Solvay Wins More Rare Earths Disputes
Solvay has won another two patent cases against affiliates of Neo Performance Materials relating to its range of OPtalys cerium/zirconium mixed oxides products. The Belgian group has been involved in an ongoing dispute over the rare earths with Neo Performance Materials, which was formerly known as Molycorp. Headquartered in Toronto, Canada, Molycorp emerged from Chapter 11 bankruptcy protection on Aug. 31.
Courts in Germany and China have confirmed the validity of a key Solvay patent. On Oct. 25, the German Federal Patent Court accepted a version of the patent, which had expired in June 2016, from which only “economically irrelevant” binary products were excluded. Solvay said it will now pursue the corresponding infringement procedure in the Düsseldorf district court, which could entitle it to further damages.
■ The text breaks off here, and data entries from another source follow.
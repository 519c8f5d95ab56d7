use wgpu::util::DeviceExt;

use crate::geometry::Geometry;
use crate::texture::{DecodedImage, WrapMode};

use super::mipmap::MipGenerator;

pub(crate) const DEPTH_FORMAT: wgpu::TextureFormat = wgpu::TextureFormat::Depth32Float;
pub(crate) const CAPTURE_FORMAT: wgpu::TextureFormat = wgpu::TextureFormat::Rgba8UnormSrgb;

/// Length of the full mip chain down to 1x1.
pub(crate) fn mip_level_count(width: u32, height: u32) -> u32 {
    u32::BITS - width.max(height).max(1).leading_zeros()
}

pub(crate) struct DepthTarget {
    _texture: wgpu::Texture,
    pub view: wgpu::TextureView,
}

impl DepthTarget {
    pub fn create(device: &wgpu::Device, width: u32, height: u32, label: &str) -> Self {
        let texture = device.create_texture(&wgpu::TextureDescriptor {
            label: Some(label),
            size: wgpu::Extent3d {
                width: width.max(1),
                height: height.max(1),
                depth_or_array_layers: 1,
            },
            mip_level_count: 1,
            sample_count: 1,
            dimension: wgpu::TextureDimension::D2,
            format: DEPTH_FORMAT,
            usage: wgpu::TextureUsages::RENDER_ATTACHMENT,
            view_formats: &[],
        });
        let view = texture.create_view(&wgpu::TextureViewDescriptor::default());
        Self {
            _texture: texture,
            view,
        }
    }
}

/// Depth texture rendered from the sun and sampled with a comparison sampler.
pub(crate) struct ShadowMap {
    _texture: wgpu::Texture,
    pub view: wgpu::TextureView,
    pub sampler: wgpu::Sampler,
}

impl ShadowMap {
    pub fn create(device: &wgpu::Device, size: u32) -> Self {
        let texture = device.create_texture(&wgpu::TextureDescriptor {
            label: Some("shadow-map"),
            size: wgpu::Extent3d {
                width: size.max(1),
                height: size.max(1),
                depth_or_array_layers: 1,
            },
            mip_level_count: 1,
            sample_count: 1,
            dimension: wgpu::TextureDimension::D2,
            format: DEPTH_FORMAT,
            usage: wgpu::TextureUsages::RENDER_ATTACHMENT | wgpu::TextureUsages::TEXTURE_BINDING,
            view_formats: &[],
        });
        let view = texture.create_view(&wgpu::TextureViewDescriptor::default());
        let sampler = device.create_sampler(&wgpu::SamplerDescriptor {
            label: Some("shadow-sampler"),
            address_mode_u: wgpu::AddressMode::ClampToEdge,
            address_mode_v: wgpu::AddressMode::ClampToEdge,
            address_mode_w: wgpu::AddressMode::ClampToEdge,
            mag_filter: wgpu::FilterMode::Linear,
            min_filter: wgpu::FilterMode::Linear,
            mipmap_filter: wgpu::FilterMode::Nearest,
            compare: Some(wgpu::CompareFunction::LessEqual),
            ..Default::default()
        });
        Self {
            _texture: texture,
            view,
            sampler,
        }
    }
}

/// Six-layer color target the reflection probe renders into.
pub(crate) struct CubeTarget {
    pub texture: wgpu::Texture,
    pub faces: Vec<wgpu::TextureView>,
    pub cube: wgpu::TextureView,
    pub depth: DepthTarget,
}

impl CubeTarget {
    pub fn create(device: &wgpu::Device, size: u32) -> Self {
        let size = size.max(1);
        let levels = mip_level_count(size, size);
        let texture = cube_texture(device, size, levels, "reflection-cube");
        let faces = (0..6)
            .map(|layer| {
                texture.create_view(&wgpu::TextureViewDescriptor {
                    label: Some("reflection-face"),
                    dimension: Some(wgpu::TextureViewDimension::D2),
                    mip_level_count: Some(1),
                    base_array_layer: layer,
                    array_layer_count: Some(1),
                    ..Default::default()
                })
            })
            .collect();
        let cube = cube_view(&texture);
        Self {
            depth: DepthTarget::create(device, size, size, "reflection-depth"),
            texture,
            faces,
            cube,
        }
    }
}

/// 1x1 white cube bound as the environment while the real one is being written.
pub(crate) struct PlaceholderCube {
    _texture: wgpu::Texture,
    pub view: wgpu::TextureView,
}

pub(crate) fn placeholder_cube(device: &wgpu::Device, queue: &wgpu::Queue) -> PlaceholderCube {
    let texture = cube_texture(device, 1, 1, "placeholder-cube");
    queue.write_texture(
        wgpu::ImageCopyTexture {
            texture: &texture,
            mip_level: 0,
            origin: wgpu::Origin3d::ZERO,
            aspect: wgpu::TextureAspect::All,
        },
        &[255u8; 4 * 6],
        wgpu::ImageDataLayout {
            offset: 0,
            bytes_per_row: Some(4),
            rows_per_image: Some(1),
        },
        wgpu::Extent3d {
            width: 1,
            height: 1,
            depth_or_array_layers: 6,
        },
    );
    PlaceholderCube {
        view: cube_view(&texture),
        _texture: texture,
    }
}

fn cube_texture(device: &wgpu::Device, size: u32, levels: u32, label: &str) -> wgpu::Texture {
    device.create_texture(&wgpu::TextureDescriptor {
        label: Some(label),
        size: wgpu::Extent3d {
            width: size,
            height: size,
            depth_or_array_layers: 6,
        },
        mip_level_count: levels,
        sample_count: 1,
        dimension: wgpu::TextureDimension::D2,
        format: CAPTURE_FORMAT,
        usage: wgpu::TextureUsages::RENDER_ATTACHMENT
            | wgpu::TextureUsages::TEXTURE_BINDING
            | wgpu::TextureUsages::COPY_DST,
        view_formats: &[],
    })
}

fn cube_view(texture: &wgpu::Texture) -> wgpu::TextureView {
    texture.create_view(&wgpu::TextureViewDescriptor {
        label: Some("cube-view"),
        dimension: Some(wgpu::TextureViewDimension::Cube),
        array_layer_count: Some(6),
        ..Default::default()
    })
}

/// Sampled 2D texture uploaded from a decoded image.
pub(crate) struct GpuTexture {
    _texture: wgpu::Texture,
    pub view: wgpu::TextureView,
    pub wrap: WrapMode,
}

impl GpuTexture {
    pub fn upload(
        device: &wgpu::Device,
        queue: &wgpu::Queue,
        mips: &MipGenerator,
        image: &DecodedImage,
        wrap: WrapMode,
        label: &str,
    ) -> Self {
        let size = wgpu::Extent3d {
            width: image.width.max(1),
            height: image.height.max(1),
            depth_or_array_layers: 1,
        };
        let texture = device.create_texture(&wgpu::TextureDescriptor {
            label: Some(label),
            size,
            mip_level_count: mip_level_count(size.width, size.height),
            sample_count: 1,
            dimension: wgpu::TextureDimension::D2,
            format: CAPTURE_FORMAT,
            usage: wgpu::TextureUsages::TEXTURE_BINDING
                | wgpu::TextureUsages::COPY_DST
                | wgpu::TextureUsages::RENDER_ATTACHMENT,
            view_formats: &[],
        });
        queue.write_texture(
            wgpu::ImageCopyTexture {
                texture: &texture,
                mip_level: 0,
                origin: wgpu::Origin3d::ZERO,
                aspect: wgpu::TextureAspect::All,
            },
            &image.rgba,
            wgpu::ImageDataLayout {
                offset: 0,
                bytes_per_row: Some(4 * size.width),
                rows_per_image: Some(size.height),
            },
            size,
        );
        let mut encoder = device.create_command_encoder(&wgpu::CommandEncoderDescriptor {
            label: Some("mip-encoder"),
        });
        mips.generate(device, &mut encoder, &texture);
        queue.submit(std::iter::once(encoder.finish()));
        let view = texture.create_view(&wgpu::TextureViewDescriptor::default());
        Self {
            _texture: texture,
            view,
            wrap,
        }
    }

    /// Opaque white stand-in for materials whose image is missing.
    pub fn white(device: &wgpu::Device, queue: &wgpu::Queue, mips: &MipGenerator) -> Self {
        let image = DecodedImage {
            width: 1,
            height: 1,
            rgba: vec![255; 4],
        };
        Self::upload(device, queue, mips, &image, WrapMode::Repeat, "white-texture")
    }
}

pub(crate) fn sampler(device: &wgpu::Device, wrap: WrapMode, label: &str) -> wgpu::Sampler {
    let mode = match wrap {
        WrapMode::Repeat => wgpu::AddressMode::Repeat,
        WrapMode::ClampToEdge => wgpu::AddressMode::ClampToEdge,
    };
    device.create_sampler(&wgpu::SamplerDescriptor {
        label: Some(label),
        address_mode_u: mode,
        address_mode_v: mode,
        address_mode_w: mode,
        mag_filter: wgpu::FilterMode::Linear,
        min_filter: wgpu::FilterMode::Linear,
        mipmap_filter: wgpu::FilterMode::Linear,
        ..Default::default()
    })
}

pub(crate) struct MeshBuffers {
    pub vertex: wgpu::Buffer,
    pub index: wgpu::Buffer,
    pub index_count: u32,
}

impl MeshBuffers {
    pub fn from_geometry(device: &wgpu::Device, geometry: &Geometry) -> Self {
        let mesh = geometry.mesh();
        let label = format!(
            "{}-{}",
            geometry.primitive().kind_name(),
            geometry.id().raw()
        );
        let vertex = device.create_buffer_init(&wgpu::util::BufferInitDescriptor {
            label: Some(&format!("{label}-vertices")),
            contents: bytemuck::cast_slice(&mesh.vertices),
            usage: wgpu::BufferUsages::VERTEX,
        });
        let index = device.create_buffer_init(&wgpu::util::BufferInitDescriptor {
            label: Some(&format!("{label}-indices")),
            contents: bytemuck::cast_slice(&mesh.indices),
            usage: wgpu::BufferUsages::INDEX,
        });
        Self {
            vertex,
            index,
            index_count: mesh.indices.len() as u32,
        }
    }

    pub fn destroy(self) {
        self.vertex.destroy();
        self.index.destroy();
    }
}

#[cfg(test)]
mod tests {
    use super::*;

    #[test]
    fn mip_chain_reaches_one_texel() {
        assert_eq!(mip_level_count(1, 1), 1);
        assert_eq!(mip_level_count(0, 0), 1);
        assert_eq!(mip_level_count(2, 2), 2);
        assert_eq!(mip_level_count(256, 256), 9);
        assert_eq!(mip_level_count(512, 200), 10);
        assert_eq!(mip_level_count(300, 1000), 10);
    }
}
Meanwhile, on Oct. 20, the Chinese Patent Reexamination Board fully rejected the move by Neo affiliate Zibo Jiahua New Materials Resources to invalidate Solvay’s patent in China. Both decisions are subject to appeal. Solvay also sued Neo in the UK earlier this year, claiming infringement of a patent held by its subsidiary Anan Kasei on ceric oxide products.
Rare earth oxides are used in automotive catalysts to abate noxious gases from engine exhausts. Increasingly strict air quality standards are requiring ever more complex formulated rare earth oxides as a result.